Há cursos com maior empregabilidade que outros. Medicina continua a dar mais segurança do que Economia ou Gestão, por exemplo. Mas o curso que se tira, e onde se tira, também faz a diferença. Um jovem pode sair de Economia para o desemprego (19,8% dos desempregados andam à procura do primeiro emprego) ou ter à sua espera várias propostas de trabalho. Já um jovem médico vai para internato, com a vida organizada: um contrato, um ordenado e uma perspetiva de vida pela frente.

Sorte também é precisa

Inês Carvalho e Silva especializou-se em Medicina Geral e Familiar e está colocada num centro de saúde do centro do País. Lançou-se para o mestrado e o doutoramento por puro interesse pela ciência. Porque gosta de estudar, de saber. Filha e sobrinha de uma geração de cinco irmãos, todos eles doutorados, sempre recebeu o testemunho de "vamos estudar, vamos formar-nos o mais possível", porque isso é que era normal.
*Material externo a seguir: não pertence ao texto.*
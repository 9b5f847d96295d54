//! Global tracing subscriber setup.

use serde::{Deserialize, Serialize};
use tracing_subscriber::EnvFilter;

/// Output format for log lines.
#[derive(Debug, Clone, Copy, PartialEq, Eq, Default, Serialize, Deserialize)]
#[serde(rename_all = "lowercase")]
pub enum LogFormat {
    /// Human-readable lines.
    #[default]
    Text,
    /// One JSON object per line.
    Json,
}

impl std::str::FromStr for LogFormat {
    type Err = String;

    fn from_str(s: &str) -> Result<Self, Self::Err> {
        match s.to_ascii_lowercase().as_str() {
            "text" => Ok(Self::Text),
            "json" => Ok(Self::Json),
            other => Err(format!("unknown log format '{other}' (expected text or json)")),
        }
    }
}

/// Installs the global subscriber, writing to stderr.
///
/// `RUST_LOG` takes precedence; otherwise the level is `debug` when
/// `verbose` is set and `info` when it is not. Returns false if a subscriber
/// was already installed.
pub fn init_tracing(verbose: bool, format: LogFormat) -> bool {
    let default_level = if verbose { "debug" } else { "info" };
    let filter = EnvFilter::try_from_default_env().unwrap_or_else(|_| EnvFilter::new(default_level));

    let builder = tracing_subscriber::fmt()
        .with_env_filter(filter)
        .with_writer(std::io::stderr)
        .with_target(false);

    match format {
        LogFormat::Text => builder.try_init().is_ok(),
        LogFormat::Json => builder.json().try_init().is_ok(),
    }
}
A sua irmã Leonor recebeu a mesma herança familiar. Licenciada em Economia, decidiu voltar a estudar para fugir ao desemprego. Há dez anos, entrou para a faculdade com uma média de 16, apesar de o curso que queria só exigir dez. No final, candidatou-se a um jogo de estratégia promovido por uma multinacional, ganhou, fez um estágio profissional e foi convidada a ficar. A vida corria-lhe bem até que a convidaram a regressar a Coimbra, para junto da família. Lançou-se de armas e bagagens, mas acabou... no desemprego. A experiência, as médias e o prémio não lhe têm valido de muito. "Se calhar, tenho formação a mais. Às vezes preferia que me perguntassem: 'Não te importas de receber menos e trabalhar?'. Eu diria: 'Claro que não me importo!'. O que eu queria era estar a fazer alguma coisa", reflete.
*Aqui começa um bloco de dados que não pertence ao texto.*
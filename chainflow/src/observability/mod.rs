//! Logging setup and elapsed-time reporting.

mod elapsed;
mod subscriber;

pub use elapsed::{timed, ElapsedReporter, LoggingElapsedReporter, NoOpElapsedReporter};
pub use subscriber::{init_tracing, LogFormat};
No último ano, tem ocupado o tempo a treinar equipas de basquete no "seu" Olivais Futebol Clube, em regime de voluntariado. Vai voltar a estudar, especializar-se em gestão financeira e fiscal de empresas (cortesia dos pais), por acreditar que esse é um caminho que a levará de regresso ao mercado de trabalho. Ou, então, a outro lado qualquer. "Eu ainda estou a tentar apostar na minha terra, mas está muito difícil... a opção é mesmo globalizarmo-nos", conclui.